Indeed both the piano and lottery scenario can be explained by statistics. With the latter, all persons have the same (dismal) chance of winning "the big one," granted each person purchases one dissimilar ticket for the same lottery.

Yeah, I agree both scenarios can be explained by statistics. Although a person's odds of winning two independent lotteries twice in a row would significantly reduce, given controlled factors, and perhaps (according to you) it would be a matter of pure statistics to win both times (although the odds are highly improbable). It is here, when a person wins the lottery (apologies for the lottery paradigm, I do concur with your idea of it) twice in a row, is coined the term lucky; not by the universe, but from a person's perception of the unlikelihood of, for example, this scenario.

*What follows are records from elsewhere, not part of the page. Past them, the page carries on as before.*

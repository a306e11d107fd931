use std::env;
use std::time::Duration;

/// Configuration loaded from environment variables
#[derive(Debug, Clone)]
pub struct Config {
    /// Base URL of the Cosmos REST gateway
    pub gateway_url: String,

    /// Gateway project identifier, appended to the gateway path (opaque pass-through)
    pub project_id: Option<String>,

    /// Chain identifier the gateway serves (opaque pass-through)
    pub chain_id: String,

    /// Number of most-recent block heights retained in the window
    pub window_size: usize,

    /// Number of chains shown in the ranked output
    pub top_k: usize,

    /// Polling tick interval in milliseconds
    pub tick_interval_ms: u64,

    /// Per-request timeout for gateway calls in milliseconds
    pub request_timeout_ms: u64,
}

impl Config {
    /// Load configuration from environment variables
    ///
    /// Environment variables:
    /// - `RELAYFLOW_GATEWAY_URL` (required)
    /// - `RELAYFLOW_PROJECT_ID` (optional)
    /// - `RELAYFLOW_CHAIN_ID` (default: LAV1)
    /// - `RELAYFLOW_WINDOW_SIZE` (default: 20)
    /// - `RELAYFLOW_TOP_K` (default: 10)
    /// - `RELAYFLOW_TICK_INTERVAL_MS` (default: 5000)
    /// - `RELAYFLOW_REQUEST_TIMEOUT_MS` (default: 10000)
    pub fn from_env() -> Self {
        let gateway_url = env::var("RELAYFLOW_GATEWAY_URL")
            .expect("RELAYFLOW_GATEWAY_URL must be set in .env file");

        Self {
            gateway_url,

            project_id: env::var("RELAYFLOW_PROJECT_ID").ok(),

            chain_id: env::var("RELAYFLOW_CHAIN_ID").unwrap_or_else(|_| "LAV1".to_string()),

            window_size: env::var("RELAYFLOW_WINDOW_SIZE")
                .ok()
                .and_then(|s| s.parse().ok())
                .unwrap_or(20),

            top_k: env::var("RELAYFLOW_TOP_K")
                .ok()
                .and_then(|s| s.parse().ok())
                .unwrap_or(10),

            tick_interval_ms: env::var("RELAYFLOW_TICK_INTERVAL_MS")
                .ok()
                .and_then(|s| s.parse().ok())
                .unwrap_or(5_000),

            request_timeout_ms: env::var("RELAYFLOW_REQUEST_TIMEOUT_MS")
                .ok()
                .and_then(|s| s.parse().ok())
                .unwrap_or(10_000),
        }
    }

    pub fn tick_interval(&self) -> Duration {
        Duration::from_millis(self.tick_interval_ms)
    }

    pub fn request_timeout(&self) -> Duration {
        Duration::from_millis(self.request_timeout_ms)
    }
}
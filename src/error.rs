//! Error taxonomy for the ingestion pipeline
//!
//! Two failure families cross the external boundaries: fetching a block from the
//! gateway and decoding its transactions. A block with zero relay-payment messages
//! is NOT an error anywhere in this crate; it aggregates to an empty chain map.

use thiserror::Error;

/// Gateway/network failure while fetching a block
#[derive(Debug, Error)]
pub enum FetchError {
    #[error("gateway request failed: {0}")]
    Transport(#[from] reqwest::Error),

    #[error("gateway returned HTTP {0}")]
    Status(reqwest::StatusCode),

    #[error("unexpected block payload: {0}")]
    BadPayload(String),
}

/// Malformed transaction bytes or unrecognized message schema
#[derive(Debug, Error)]
pub enum DecodeError {
    #[error("invalid base64 transaction encoding: {0}")]
    Base64(#[from] base64::DecodeError),

    #[error("protobuf decode failed: {0}")]
    Protobuf(#[from] prost::DecodeError),
}
//! Core connector traits and types
//!
//! - `SourceConnector` - pull records from an external source
//! - `RecordSink` - accept records forwarded by the run loop
//! - `retry` - bounded exponential backoff for transient faults
//! - `registry` - runtime lookup of connector factories
//! - `testing` - scripted connectors and in-memory sinks for tests

pub mod connector;
pub mod registry;
pub mod retry;
pub mod sink;
pub mod testing;

pub use connector::{ConnectorState, InFlightCancel, Lifecycle, Produced, SourceConnector};
pub use registry::{ConnectorSpec, SourceFactory, SourceRegistry};
pub use retry::{RetryConfig, RetryGuard};
pub use sink::{ChannelSink, NullSink, RecordSink};
pub use testing::{ConnectorProbe, MemorySink, ScriptedConnector, Step};
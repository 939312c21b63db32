//! In-process workspace
//!
//! Behaves like a remote workspace (token check, topic lookup, paged
//! fetches, handle release) without any network. Faults can be injected
//! per call, and fetches can be held at a [`FetchGate`] so tests can close
//! a session while a fetch is in flight.

use super::{prepend_workspace_id, FetchBatch, FetchRequest, WorkspaceTransport};
use crate::error::{ConnectorError, ConnectorResult};
use crate::record::Record;
use crate::types::SensitiveString;
use async_trait::async_trait;
use parking_lot::Mutex;
use std::collections::{HashMap, VecDeque};
use std::sync::atomic::{AtomicBool, AtomicU64, Ordering};
use std::sync::Arc;
use tokio::sync::Notify;

/// Handle issued by [`MemoryWorkspace::authenticate`]
#[derive(Debug)]
pub struct MemoryHandle {
    pub id: u64,
}

#[derive(Debug, Default)]
struct MemoryTopic {
    records: Vec<Record>,
    /// No more records will be appended
    sealed: bool,
}

/// Holds fetches until the test lets them through
#[derive(Debug, Default)]
pub struct FetchGate {
    entered: Notify,
    proceed: Notify,
}

impl FetchGate {
    pub fn new() -> Arc<Self> {
        Arc::new(Self::default())
    }

    /// Wait until a fetch is parked at the gate
    pub async fn wait_entered(&self) {
        self.entered.notified().await;
    }

    /// Let one parked fetch continue
    pub fn open(&self) {
        self.proceed.notify_one();
    }
}

/// A workspace that lives in memory
#[derive(Debug)]
pub struct MemoryWorkspace {
    workspace_id: String,
    token: String,
    reachable: AtomicBool,
    topics: Mutex<HashMap<String, MemoryTopic>>,
    faults: Mutex<VecDeque<ConnectorError>>,
    gate: Mutex<Option<Arc<FetchGate>>>,
    next_handle: AtomicU64,
    handles_issued: AtomicU64,
    handles_released: AtomicU64,
    fetches: AtomicU64,
}

impl MemoryWorkspace {
    /// Workspace `workspace_id` accepting exactly `token`
    pub fn new(workspace_id: impl Into<String>, token: impl Into<String>) -> Self {
        Self {
            workspace_id: workspace_id.into(),
            token: token.into(),
            reachable: AtomicBool::new(true),
            topics: Mutex::new(HashMap::new()),
            faults: Mutex::new(VecDeque::new()),
            gate: Mutex::new(None),
            next_handle: AtomicU64::new(1),
            handles_issued: AtomicU64::new(0),
            handles_released: AtomicU64::new(0),
            fetches: AtomicU64::new(0),
        }
    }

    pub fn workspace_id(&self) -> &str {
        &self.workspace_id
    }

    /// Add a topic whose records are all known up front (ends the stream)
    pub fn with_topic(self, name: &str, records: Vec<Record>) -> Self {
        self.topics.lock().insert(
            prepend_workspace_id(&self.workspace_id, name),
            MemoryTopic {
                records,
                sealed: true,
            },
        );
        self
    }

    /// Add a topic that stays open for appends
    pub fn with_open_topic(self, name: &str) -> Self {
        self.topics.lock().insert(
            prepend_workspace_id(&self.workspace_id, name),
            MemoryTopic::default(),
        );
        self
    }

    /// Append a record to an existing topic
    pub fn append(&self, name: &str, record: Record) {
        let id = prepend_workspace_id(&self.workspace_id, name);
        if let Some(topic) = self.topics.lock().get_mut(&id) {
            topic.records.push(record);
        }
    }

    /// Simulate the environment going away (or coming back)
    pub fn set_reachable(&self, reachable: bool) {
        self.reachable.store(reachable, Ordering::SeqCst);
    }

    /// Fail the next fetches with these errors, in order
    pub fn inject_fetch_faults(&self, faults: impl IntoIterator<Item = ConnectorError>) {
        self.faults.lock().extend(faults);
    }

    /// Park every following fetch at `gate` until it is opened
    pub fn hold_fetches(&self, gate: Arc<FetchGate>) {
        *self.gate.lock() = Some(gate);
    }

    pub fn handles_issued(&self) -> u64 {
        self.handles_issued.load(Ordering::SeqCst)
    }

    pub fn handles_released(&self) -> u64 {
        self.handles_released.load(Ordering::SeqCst)
    }

    /// Handles issued and not yet released
    pub fn open_handles(&self) -> u64 {
        self.handles_issued() - self.handles_released()
    }

    pub fn fetches(&self) -> u64 {
        self.fetches.load(Ordering::SeqCst)
    }
}

#[async_trait]
impl WorkspaceTransport for MemoryWorkspace {
    type Handle = MemoryHandle;

    async fn authenticate(
        &self,
        workspace_id: &str,
        token: &SensitiveString,
    ) -> ConnectorResult<MemoryHandle> {
        if !self.reachable.load(Ordering::SeqCst) {
            return Err(ConnectorError::unavailable(format!(
                "workspace '{}' is unreachable",
                workspace_id
            )));
        }
        if token.expose_secret() != self.token {
            return Err(ConnectorError::auth("token is invalid or expired"));
        }
        if workspace_id != self.workspace_id {
            return Err(ConnectorError::NotFound(format!(
                "no workspace with id or name '{}'",
                workspace_id
            )));
        }

        self.handles_issued.fetch_add(1, Ordering::SeqCst);
        Ok(MemoryHandle {
            id: self.next_handle.fetch_add(1, Ordering::SeqCst),
        })
    }

    async fn resolve_topic(&self, _handle: &MemoryHandle, topic: &str) -> ConnectorResult<String> {
        let id = prepend_workspace_id(&self.workspace_id, topic);
        if self.topics.lock().contains_key(&id) {
            Ok(id)
        } else {
            Err(ConnectorError::NotFound(format!(
                "topic '{}' not found in workspace '{}'",
                topic, self.workspace_id
            )))
        }
    }

    async fn fetch(
        &self,
        _handle: &MemoryHandle,
        request: FetchRequest,
    ) -> ConnectorResult<FetchBatch> {
        self.fetches.fetch_add(1, Ordering::SeqCst);

        let gate = self.gate.lock().clone();
        if let Some(gate) = gate {
            gate.entered.notify_one();
            gate.proceed.notified().await;
        }

        let fault = self.faults.lock().pop_front();
        if let Some(fault) = fault {
            return Err(fault);
        }

        let topics = self.topics.lock();
        let topic = topics.get(&request.topic).ok_or_else(|| {
            ConnectorError::NotFound(format!("topic '{}' not found", request.topic))
        })?;

        let start = usize::try_from(request.offset)
            .unwrap_or(usize::MAX)
            .min(topic.records.len());
        let end = start
            .saturating_add(request.max_records.max(1))
            .min(topic.records.len());
        let records: Vec<Record> = topic.records[start..end]
            .iter()
            .enumerate()
            .map(|(i, r)| r.clone().with_offset((start + i) as u64))
            .collect();

        Ok(FetchBatch {
            records,
            next_offset: end as u64,
            end_of_stream: topic.sealed && end >= topic.records.len(),
        })
    }

    async fn release(&self, _handle: &MemoryHandle) -> ConnectorResult<()> {
        self.handles_released.fetch_add(1, Ordering::SeqCst);
        Ok(())
    }
}

#[cfg(test)]
mod tests {
    use super::*;

    fn records(n: usize) -> Vec<Record> {
        (0..n).map(|i| Record::new("orders", i.to_string())).collect()
    }

    #[tokio::test]
    async fn test_rejects_wrong_token() {
        let ws = MemoryWorkspace::new("12345", "good");
        let err = ws
            .authenticate("12345", &SensitiveString::new("expired"))
            .await
            .unwrap_err();
        assert!(matches!(err, ConnectorError::Auth(_)));
        assert_eq!(ws.handles_issued(), 0);
    }

    #[tokio::test]
    async fn test_unreachable() {
        let ws = MemoryWorkspace::new("12345", "good");
        ws.set_reachable(false);
        let err = ws
            .authenticate("12345", &SensitiveString::new("good"))
            .await
            .unwrap_err();
        assert!(matches!(err, ConnectorError::Unavailable(_)));
    }

    #[tokio::test]
    async fn test_pages_through_sealed_topic() {
        let ws = MemoryWorkspace::new("12345", "good").with_topic("orders", records(5));
        let handle = ws
            .authenticate("12345", &SensitiveString::new("good"))
            .await
            .unwrap();
        let topic = ws.resolve_topic(&handle, "orders").await.unwrap();
        assert_eq!(topic, "12345-orders");

        let first = ws
            .fetch(
                &handle,
                FetchRequest {
                    topic: topic.clone(),
                    offset: 0,
                    max_records: 3,
                },
            )
            .await
            .unwrap();
        assert_eq!(first.records.len(), 3);
        assert_eq!(first.next_offset, 3);
        assert!(!first.end_of_stream);

        let second = ws
            .fetch(
                &handle,
                FetchRequest {
                    topic,
                    offset: 3,
                    max_records: 3,
                },
            )
            .await
            .unwrap();
        assert_eq!(second.records.len(), 2);
        assert_eq!(second.records[0].offset, Some(3));
        assert!(second.end_of_stream);
    }

    #[tokio::test]
    async fn test_unknown_topic() {
        let ws = MemoryWorkspace::new("12345", "good");
        let handle = ws
            .authenticate("12345", &SensitiveString::new("good"))
            .await
            .unwrap();
        let err = ws.resolve_topic(&handle, "missing").await.unwrap_err();
        assert!(matches!(err, ConnectorError::NotFound(_)));
    }
}
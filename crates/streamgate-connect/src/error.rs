//! Error types for streamgate-connect
//!
//! Provides structured error handling for both the runtime and connectors.
//!
//! Connector errors follow a fixed taxonomy that drives the run loop:
//!
//! | Variant | Raised by | Run loop reaction |
//! |---------|-----------|-------------------|
//! | `Auth` | `connect()` / fetch | fatal, never retried |
//! | `Unavailable` | `connect()` | fatal to that attempt, retried only by a supervisor |
//! | `Transient` | `produce_next()` | retried with bounded backoff |
//! | `RetriesExhausted` | run loop | fatal (promoted transient) |
//! | `Sink` | downstream sink | fatal |
//! | everything else | anywhere | fatal |

use std::fmt;
use thiserror::Error;

/// Result type alias for the streamgate-connect runtime
pub type Result<T> = std::result::Result<T, ConnectError>;

/// Result type alias for connector operations
pub type ConnectorResult<T> = std::result::Result<T, ConnectorError>;

/// Main error type for the streamgate-connect runtime
#[derive(Error, Debug)]
pub enum ConnectError {
    /// Configuration error
    #[error("Configuration error: {0}")]
    Config(String),

    /// Source connector error
    #[error("Source '{name}' error: {message}")]
    Source { name: String, message: String },

    /// IO error
    #[error("IO error: {0}")]
    Io(#[from] std::io::Error),

    /// Connector error (from individual connectors)
    #[error(transparent)]
    Connector(#[from] ConnectorError),
}

impl ConnectError {
    /// Create a config error
    pub fn config(msg: impl Into<String>) -> Self {
        Self::Config(msg.into())
    }

    /// Create a source error
    pub fn source(name: impl Into<String>, msg: impl Into<String>) -> Self {
        Self::Source {
            name: name.into(),
            message: msg.into(),
        }
    }

    /// Check if the underlying connector error was an authentication failure
    pub fn is_auth(&self) -> bool {
        matches!(self, Self::Connector(ConnectorError::Auth(_)))
    }
}

/// Errors that can occur in connector operations
#[derive(Debug, Error)]
pub enum ConnectorError {
    /// Configuration validation failed
    #[error("configuration error: {0}")]
    Config(String),

    /// Credentials were rejected (invalid or expired token)
    #[error("authentication error: {0}")]
    Auth(String),

    /// External environment could not be reached
    #[error("environment unavailable: {0}")]
    Unavailable(String),

    /// Workspace or topic not found
    #[error("not found: {0}")]
    NotFound(String),

    /// Transient error that may succeed on retry
    #[error("transient error (retryable): {0}")]
    Transient(String),

    /// Fatal error that will not succeed on retry
    #[error("fatal error: {0}")]
    Fatal(String),

    /// An in-flight call was woken by cancellation and ended without a record
    #[error("cancelled: {0}")]
    Cancelled(String),

    /// A transient error outlived the retry budget
    #[error("transient error persisted after {attempts} attempts: {source}")]
    RetriesExhausted {
        attempts: u32,
        #[source]
        source: Box<ConnectorError>,
    },

    /// Downstream sink rejected a record
    #[error(transparent)]
    Sink(#[from] SinkError),

    /// Data serialization/deserialization error
    #[error("serialization error: {0}")]
    Serialization(String),

    /// IO error
    #[error("io error: {0}")]
    Io(#[from] std::io::Error),

    /// JSON error
    #[error("json error: {0}")]
    Json(#[from] serde_json::Error),

    /// YAML error
    #[error("yaml error: {0}")]
    Yaml(#[from] serde_yaml::Error),
}

impl ConnectorError {
    /// Check if this error should be retried locally by the run loop
    pub fn is_transient(&self) -> bool {
        matches!(self, Self::Transient(_))
    }

    /// Check if this error is the clean end of a call interrupted by cancellation
    pub fn is_cancelled(&self) -> bool {
        matches!(self, Self::Cancelled(_))
    }

    /// Check if this error can only come from establishing a session
    pub fn is_connection_error(&self) -> bool {
        matches!(self, Self::Auth(_) | Self::Unavailable(_) | Self::NotFound(_))
    }

    /// Create a configuration error
    pub fn config(msg: impl Into<String>) -> Self {
        Self::Config(msg.into())
    }

    /// Create an authentication error
    pub fn auth(msg: impl Into<String>) -> Self {
        Self::Auth(msg.into())
    }

    /// Create an unavailable error
    pub fn unavailable(msg: impl Into<String>) -> Self {
        Self::Unavailable(msg.into())
    }

    /// Create a transient error
    pub fn transient(msg: impl Into<String>) -> Self {
        Self::Transient(msg.into())
    }

    /// Create a cancellation error
    pub fn cancelled(msg: impl Into<String>) -> Self {
        Self::Cancelled(msg.into())
    }

    /// Create a fatal error
    pub fn fatal(msg: impl Into<String>) -> Self {
        Self::Fatal(msg.into())
    }

    /// Promote a transient error that exceeded the retry cap
    pub fn retries_exhausted(attempts: u32, last: ConnectorError) -> Self {
        Self::RetriesExhausted {
            attempts,
            source: Box::new(last),
        }
    }
}

/// Error returned by a downstream sink when it cannot accept a record
#[derive(Debug, Error)]
#[error("sink '{sink}' rejected record: {message}")]
pub struct SinkError {
    pub sink: String,
    pub message: String,
}

impl SinkError {
    pub fn new(sink: impl Into<String>, message: impl Into<String>) -> Self {
        Self {
            sink: sink.into(),
            message: message.into(),
        }
    }
}

/// Connector status for health reporting
#[derive(Debug, Clone, Copy, PartialEq, Eq)]
pub enum ConnectorStatus {
    /// Starting up (connecting)
    Starting,
    /// Streaming records
    Running,
    /// Stopped (completed or cancelled)
    Stopped,
    /// Failed permanently
    Failed,
}

impl fmt::Display for ConnectorStatus {
    fn fmt(&self, f: &mut fmt::Formatter<'_>) -> fmt::Result {
        match self {
            Self::Starting => write!(f, "starting"),
            Self::Running => write!(f, "running"),
            Self::Stopped => write!(f, "stopped"),
            Self::Failed => write!(f, "failed"),
        }
    }
}
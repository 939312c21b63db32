//! Throughput harness
//!
//! Drives a datagen source through a bounded channel into a consumer task
//! until the source runs dry, the duration elapses or the operator
//! interrupts:
//!
//! ```text
//!   DatagenSource ─▶ RunLoop ─▶ ChannelSink ══(bounded)══▶ consumer
//!                      │
//!                      └─▶ ThroughputMeter ─▶ ThroughputReporter (logs)
//! ```
//!
//! A slow consumer fills the channel; the time the producer spends waiting
//! for capacity shows up as backpressure in the report.

use crate::connectors::datagen::{DataPattern, DatagenConfig, DatagenSource};
use crate::error::{ConnectorError, ConnectorResult};
use crate::run_loop::{RunLoop, TerminationReason};
use crate::shutdown::ShutdownCoordinator;
use crate::throughput::{ThroughputMeter, ThroughputReporter, ThroughputSummary, WindowPolicy};
use crate::traits::connector::SourceConnector;
use crate::traits::retry::RetryConfig;
use crate::traits::sink::ChannelSink;
use std::fmt;
use std::sync::Arc;
use std::time::Duration;
use tracing::{debug, info};

/// Harness parameters
#[derive(Debug, Clone)]
pub struct BenchConfig {
    pub pattern: DataPattern,
    /// 0 = as fast as possible
    pub events_per_second: u32,
    /// 0 = until cancelled
    pub max_events: u64,
    /// Stop after this long
    pub duration: Option<Duration>,
    pub channel_capacity: usize,
    pub window: WindowPolicy,
    pub report_interval: Duration,
    /// Artificial per-record delay in the consumer
    pub consumer_delay: Option<Duration>,
    pub seed: Option<u64>,
}

impl Default for BenchConfig {
    fn default() -> Self {
        Self {
            pattern: DataPattern::Sequence,
            events_per_second: 0,
            max_events: 0,
            duration: None,
            channel_capacity: 1024,
            window: WindowPolicy::Duration(Duration::from_secs(1)),
            report_interval: Duration::from_secs(1),
            consumer_delay: None,
            seed: None,
        }
    }
}

/// What a harness run measured
#[derive(Debug)]
pub struct BenchReport {
    pub produced: u64,
    pub consumed: u64,
    pub termination: TerminationReason,
    pub throughput: ThroughputSummary,
    pub backpressure_events: u64,
    pub backpressure_wait: Duration,
}

impl fmt::Display for BenchReport {
    fn fmt(&self, f: &mut fmt::Formatter<'_>) -> fmt::Result {
        writeln!(f, "Benchmark {}", self.termination)?;
        writeln!(f, "  produced:      {}", self.produced)?;
        writeln!(f, "  consumed:      {}", self.consumed)?;
        writeln!(f, "  {}", self.throughput)?;
        write!(
            f,
            "  backpressure:  {} waits, {:.3}s total",
            self.backpressure_events,
            self.backpressure_wait.as_secs_f64()
        )
    }
}

/// Run the harness until the source ends or the coordinator's signal is requested
pub async fn run_bench(
    config: BenchConfig,
    coordinator: Arc<ShutdownCoordinator>,
) -> ConnectorResult<BenchReport> {
    let signal = coordinator.signal().clone();

    let mut source = DatagenSource::new(
        "bench",
        "bench",
        DatagenConfig {
            pattern: config.pattern,
            events_per_second: config.events_per_second,
            max_events: config.max_events,
            seed: config.seed,
            ..Default::default()
        },
    )?;
    source.connect().await?;

    let meter = Arc::new(ThroughputMeter::new(config.window)?);
    let (sink, mut rx) = ChannelSink::new("bench-channel", config.channel_capacity);

    let consumer_delay = config.consumer_delay;
    let consumer = tokio::spawn(async move {
        let mut consumed = 0u64;
        while rx.recv().await.is_some() {
            consumed += 1;
            if let Some(delay) = consumer_delay {
                tokio::time::sleep(delay).await;
            }
        }
        consumed
    });

    let reporter = ThroughputReporter::spawn(meter.clone(), config.report_interval, signal.clone());

    let timer = config.duration.map(|duration| {
        let coordinator = coordinator.clone();
        tokio::spawn(async move {
            tokio::select! {
                _ = tokio::time::sleep(duration) => {
                    coordinator.request("benchmark duration elapsed");
                }
                _ = coordinator.signal().cancelled() => {}
            }
        })
    });

    info!(
        pattern = %config.pattern,
        rate = config.events_per_second,
        max_events = config.max_events,
        capacity = config.channel_capacity,
        "Benchmark started ({})",
        config.window
    );

    let outcome = RunLoop::new(&mut source, &sink, &signal)
        .with_meter(&meter)
        .with_retry(RetryConfig::no_retry())
        .run()
        .await;

    let backpressure_events = sink.backpressure_events();
    let backpressure_wait = sink.backpressure_wait();
    // closing the channel lets the consumer drain and finish
    drop(sink);
    let consumed = consumer
        .await
        .map_err(|e| ConnectorError::fatal(format!("consumer task failed: {}", e)))?;
    debug!(consumed, "Consumer drained");

    coordinator.request("benchmark finished");
    if let Some(timer) = timer {
        timer.abort();
    }
    if let Err(e) = reporter.await {
        debug!("Throughput reporter ended abnormally: {}", e);
    }

    meter.advance();
    Ok(BenchReport {
        produced: outcome.records_forwarded,
        consumed,
        termination: outcome.termination,
        throughput: meter.summary(),
        backpressure_events,
        backpressure_wait,
    })
}

#[cfg(test)]
mod tests {
    use super::*;
    use crate::shutdown::CancellationSignal;

    fn coordinator() -> Arc<ShutdownCoordinator> {
        Arc::new(ShutdownCoordinator::new(CancellationSignal::new()))
    }

    #[tokio::test(start_paused = true)]
    async fn test_bounded_run_completes() {
        let config = BenchConfig {
            max_events: 1000,
            window: WindowPolicy::Records(100),
            seed: Some(7),
            ..Default::default()
        };

        let report = run_bench(config, coordinator()).await.unwrap();

        assert!(matches!(report.termination, TerminationReason::Completed));
        assert_eq!(report.produced, 1000);
        assert_eq!(report.consumed, 1000);
        assert_eq!(report.throughput.total_records, 1000);
        assert_eq!(report.throughput.sealed_windows, 10);
    }

    #[tokio::test(start_paused = true)]
    async fn test_duration_cancels_run() {
        let config = BenchConfig {
            events_per_second: 100,
            duration: Some(Duration::from_secs(1)),
            ..Default::default()
        };

        let coordinator = coordinator();
        let report = run_bench(config, coordinator.clone()).await.unwrap();

        assert!(matches!(report.termination, TerminationReason::Cancelled));
        assert!(report.produced >= 99 && report.produced <= 101);
        assert_eq!(report.consumed, report.produced);
        assert_eq!(coordinator.interrupts(), 0);
    }

    #[tokio::test(start_paused = true)]
    async fn test_slow_consumer_causes_backpressure() {
        let config = BenchConfig {
            max_events: 20,
            channel_capacity: 1,
            consumer_delay: Some(Duration::from_millis(5)),
            ..Default::default()
        };

        let report = run_bench(config, coordinator()).await.unwrap();

        assert_eq!(report.consumed, 20);
        assert!(report.backpressure_events > 0);
        assert!(report.backpressure_wait > Duration::ZERO);
    }

    #[tokio::test]
    async fn test_interrupt_stops_unbounded_run() {
        let coordinator = coordinator();
        let interrupter = {
            let coordinator = coordinator.clone();
            tokio::spawn(async move {
                tokio::time::sleep(Duration::from_millis(50)).await;
                coordinator.interrupt();
                coordinator.interrupt();
            })
        };

        let report = run_bench(BenchConfig::default(), coordinator.clone())
            .await
            .unwrap();
        interrupter.await.unwrap();

        assert!(matches!(report.termination, TerminationReason::Cancelled));
        assert_eq!(report.consumed, report.produced);
        assert_eq!(coordinator.interrupts(), 2);
    }

    #[test]
    fn test_report_display() {
        let report = BenchReport {
            produced: 10,
            consumed: 10,
            termination: TerminationReason::Completed,
            throughput: ThroughputMeter::new(WindowPolicy::Records(5)).unwrap().summary(),
            backpressure_events: 0,
            backpressure_wait: Duration::ZERO,
        };
        let text = report.to_string();
        assert!(text.starts_with("Benchmark completed"));
        assert!(text.contains("produced:      10"));
    }
}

I never did mean to give off the impression that the universe plays by luck. I'm saying that events are (most probably but not certainly) objective but are extremely interpretative and that, that is its nature.

I actually would not agree that one were lucky by sidestepping an unlatched, freefalling piano. That presupposes that life is a good thing, which glaringly isn't the case whatsoever.

Is that not extreme subjectivity?
Are you saying that life is a bad thing?
Or are you rationalizing morality and being nihilistic?


I would amend the opening of your luck definition ("luck is an assumption") by positing that luck is an erroneous human belief predicated on superstition buoyed by human ignorance in order to justify myriad irrational behaviors.

Alright, irrational behaviors such as what? Don't quite understand.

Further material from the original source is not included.